» Task brief:
Every line holding the word "year" should be copied from the material.

====== Data to process ======

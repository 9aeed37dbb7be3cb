// Copyright (C) 2026 Fred Clausen
// Use of this source code is governed by an MIT-style
// license that can be found in the LICENSE file or at
// https://opensource.org/licenses/MIT.

//! Notification payloads emitted by workflow events.
//!
//! Storing and delivering notifications is the caller's job.

use crate::error::DomainError;
use serde::{Deserialize, Serialize};
use std::str::FromStr;

const DEFAULT_ACTOR_NAME: &str = "Your manager";

/// The closed set of notification kinds.
#[derive(Debug, Clone, Copy, PartialEq, Eq, Hash, Serialize, Deserialize)]
#[serde(rename_all = "SCREAMING_SNAKE_CASE")]
pub enum NotificationType {
    /// The plan has been locked by the reviewer.
    PdrLocked,
    /// A phase has been submitted for review.
    PdrSubmitted,
    /// A reminder to finish outstanding work.
    PdrReminder,
    /// New reviewer feedback is available.
    PdrFeedback,
    /// The review cycle has been completed.
    PdrCompleted,
}

impl NotificationType {
    /// Returns the wire name of the notification type.
    #[must_use]
    pub const fn as_str(&self) -> &'static str {
        match self {
            Self::PdrLocked => "PDR_LOCKED",
            Self::PdrSubmitted => "PDR_SUBMITTED",
            Self::PdrReminder => "PDR_REMINDER",
            Self::PdrFeedback => "PDR_FEEDBACK",
            Self::PdrCompleted => "PDR_COMPLETED",
        }
    }
}

impl FromStr for NotificationType {
    type Err = DomainError;

    fn from_str(s: &str) -> Result<Self, Self::Err> {
        match s {
            "PDR_LOCKED" => Ok(Self::PdrLocked),
            "PDR_SUBMITTED" => Ok(Self::PdrSubmitted),
            "PDR_REMINDER" => Ok(Self::PdrReminder),
            "PDR_FEEDBACK" => Ok(Self::PdrFeedback),
            "PDR_COMPLETED" => Ok(Self::PdrCompleted),
            _ => Err(DomainError::UnknownNotificationType(s.to_string())),
        }
    }
}

impl std::fmt::Display for NotificationType {
    fn fmt(&self, f: &mut std::fmt::Formatter<'_>) -> std::fmt::Result {
        write!(f, "{}", self.as_str())
    }
}

/// A notification addressed to one user about one PDR.
#[derive(Debug, Clone, PartialEq, Eq, Serialize, Deserialize)]
pub struct Notification {
    /// The recipient.
    pub user_id: i64,
    /// The PDR the notification concerns.
    pub pdr_id: i64,
    /// The notification kind.
    #[serde(rename = "type")]
    pub notification_type: NotificationType,
    pub title: String,
    pub message: String,
}

/// Builds the notification payload for a workflow event.
///
/// `actor_name` is interpolated into messages that name the reviewer and
/// falls back to a generic phrase when absent or blank.
#[must_use]
pub fn create_pdr_notification(
    pdr_id: i64,
    user_id: i64,
    notification_type: NotificationType,
    actor_name: Option<&str>,
) -> Notification {
    let actor: &str = actor_name
        .map(str::trim)
        .filter(|name| !name.is_empty())
        .unwrap_or(DEFAULT_ACTOR_NAME);

    let (title, message): (&str, String) = match notification_type {
        NotificationType::PdrLocked => (
            "PDR Locked",
            format!("{actor} has locked your PDR. You can now view their feedback."),
        ),
        NotificationType::PdrSubmitted => (
            "PDR Submitted",
            String::from("Your PDR has been submitted for review."),
        ),
        NotificationType::PdrReminder => (
            "PDR Reminder",
            String::from("Please complete your PDR before the review deadline."),
        ),
        NotificationType::PdrFeedback => (
            "Feedback Available",
            format!("{actor} has added feedback to your PDR."),
        ),
        NotificationType::PdrCompleted => (
            "PDR Completed",
            format!("{actor} has completed your end-year review."),
        ),
    };

    Notification {
        user_id,
        pdr_id,
        notification_type,
        title: title.to_string(),
        message,
    }
}

/// Builds a notification from a type name received at a boundary.
///
/// # Errors
///
/// Returns `DomainError::UnknownNotificationType` if the name is outside the
/// closed set. Callers are expected to propagate this rather than default it.
pub fn create_named_pdr_notification(
    pdr_id: i64,
    user_id: i64,
    notification_type: &str,
    actor_name: Option<&str>,
) -> Result<Notification, DomainError> {
    let kind: NotificationType = notification_type.parse()?;
    Ok(create_pdr_notification(pdr_id, user_id, kind, actor_name))
}
// Copyright (C) 2026 Fred Clausen
// Use of this source code is governed by an MIT-style
// license that can be found in the LICENSE file or at
// https://opensource.org/licenses/MIT.

//! Per-role, per-status permission computation.
//!
//! Permissions are derived on every query and never persisted. They group
//! fields into employee-authored and CEO-authored sets and resolve view and
//! edit rights for each from the status gate, the role and ownership.

use crate::types::{PdrStatus, StatusGate, UserRole};
use serde::{Deserialize, Serialize};

/// Represents whether a specific action is permitted.
///
/// Serializes to JSON as true/false.
#[derive(Debug, Clone, Copy, PartialEq, Eq, Hash, Default)]
pub enum Capability {
    /// The action is permitted.
    Allowed,
    /// The action is not permitted.
    #[default]
    Denied,
}

impl Capability {
    /// Returns true if the capability is allowed.
    #[must_use]
    pub const fn is_allowed(self) -> bool {
        matches!(self, Self::Allowed)
    }

    /// Creates a capability from a boolean value.
    #[must_use]
    pub const fn from_bool(value: bool) -> Self {
        if value { Self::Allowed } else { Self::Denied }
    }
}

impl Serialize for Capability {
    fn serialize<S>(&self, serializer: S) -> Result<S::Ok, S::Error>
    where
        S: serde::Serializer,
    {
        serializer.serialize_bool(self.is_allowed())
    }
}

impl<'de> Deserialize<'de> for Capability {
    fn deserialize<D>(deserializer: D) -> Result<Self, D::Error>
    where
        D: serde::Deserializer<'de>,
    {
        let b = bool::deserialize(deserializer)?;
        Ok(Self::from_bool(b))
    }
}

/// The full capability vector for one viewer of one PDR.
///
/// `can_edit` is denied whenever `read_only_reason` is set.
#[derive(Debug, Clone, PartialEq, Eq, Default, Serialize, Deserialize)]
pub struct PdrPermissions {
    pub can_view: Capability,
    pub can_edit: Capability,
    pub can_view_employee_fields: Capability,
    pub can_edit_employee_fields: Capability,
    pub can_view_ceo_fields: Capability,
    pub can_edit_ceo_fields: Capability,
    /// Employee may trigger the next phase's submission.
    pub can_submit_for_review: Capability,
    /// CEO may approve a phase the employee submitted.
    ///
    /// Covers validated review exits only. The unvalidated CEO exits have
    /// their own flag (`can_mark_booked`) or none (the mid-year bypass from
    /// `PLAN_LOCKED`, which the transition table alone governs).
    pub can_submit_ceo_review: Capability,
    /// CEO may mark the planning meeting booked.
    pub can_mark_booked: Capability,
    #[serde(skip_serializing_if = "Option::is_none")]
    pub read_only_reason: Option<String>,
}

impl PdrPermissions {
    /// The all-denied base permission set.
    #[must_use]
    pub fn denied() -> Self {
        Self::default()
    }
}

fn employee_owner_permissions(status: PdrStatus) -> PdrPermissions {
    use Capability::{Allowed, Denied};

    match status.gate() {
        StatusGate::Draft => PdrPermissions {
            can_view: Allowed,
            can_edit: Allowed,
            can_view_employee_fields: Allowed,
            can_edit_employee_fields: Allowed,
            can_submit_for_review: Allowed,
            ..PdrPermissions::denied()
        },
        // CEO feedback stays hidden until the review gate advances
        StatusGate::AwaitingReview => PdrPermissions {
            can_view: Allowed,
            can_edit: Denied,
            can_view_employee_fields: Allowed,
            read_only_reason: Some(String::from(
                "PDR has been submitted and is pending review",
            )),
            ..PdrPermissions::denied()
        },
        StatusGate::Approved => PdrPermissions {
            can_view: Allowed,
            can_edit: Allowed,
            can_view_employee_fields: Allowed,
            can_edit_employee_fields: Allowed,
            can_view_ceo_fields: Allowed,
            can_submit_for_review: Allowed,
            ..PdrPermissions::denied()
        },
        StatusGate::Closed => PdrPermissions {
            can_view: Allowed,
            can_view_employee_fields: Allowed,
            can_view_ceo_fields: Allowed,
            read_only_reason: Some(String::from(
                "PDR review is completed and is read-only",
            )),
            ..PdrPermissions::denied()
        },
    }
}

fn ceo_permissions(status: PdrStatus) -> PdrPermissions {
    use Capability::Allowed;

    let feedback: PdrPermissions = PdrPermissions {
        can_view: Allowed,
        can_edit: Allowed,
        can_view_employee_fields: Allowed,
        can_view_ceo_fields: Allowed,
        can_edit_ceo_fields: Allowed,
        ..PdrPermissions::denied()
    };

    match status.gate() {
        StatusGate::Draft => PdrPermissions {
            can_view: Allowed,
            read_only_reason: Some(String::from("PDR has not been submitted yet")),
            ..PdrPermissions::denied()
        },
        StatusGate::AwaitingReview => PdrPermissions {
            can_submit_ceo_review: Allowed,
            can_mark_booked: Capability::from_bool(status == PdrStatus::Submitted),
            ..feedback
        },
        // Feedback stays correctable after approval and after completion.
        // The PLAN_LOCKED mid-year bypass is not a review of submitted work.
        StatusGate::Approved | StatusGate::Closed => feedback,
    }
}

/// Computes the permissions a viewer holds on a PDR.
///
/// This is a pure function of its arguments.
///
/// # Arguments
///
/// * `status` - The PDR's current status
/// * `role` - The viewer's role
/// * `is_owner` - Whether the viewer created the PDR
///
/// # Returns
///
/// Non-owner employees receive the all-denied set for every status. The CEO
/// is resolved independently of ownership.
#[must_use]
pub fn get_pdr_permissions(status: PdrStatus, role: UserRole, is_owner: bool) -> PdrPermissions {
    match role {
        UserRole::Employee if is_owner => employee_owner_permissions(status),
        UserRole::Employee => PdrPermissions::denied(),
        UserRole::Ceo => ceo_permissions(status),
    }
}

/// Returns true if the viewer may edit any part of the PDR.
#[must_use]
pub fn is_pdr_editable(status: PdrStatus, role: UserRole, is_owner: bool) -> bool {
    get_pdr_permissions(status, role, is_owner)
        .can_edit
        .is_allowed()
}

======

» Result below:
            format!("{actor} has completed your end-year review."),
    /// their own flag (`can_mark_booked`) or none (the mid-year bypass from
        // The PLAN_LOCKED mid-year bypass is not a review of submitted work.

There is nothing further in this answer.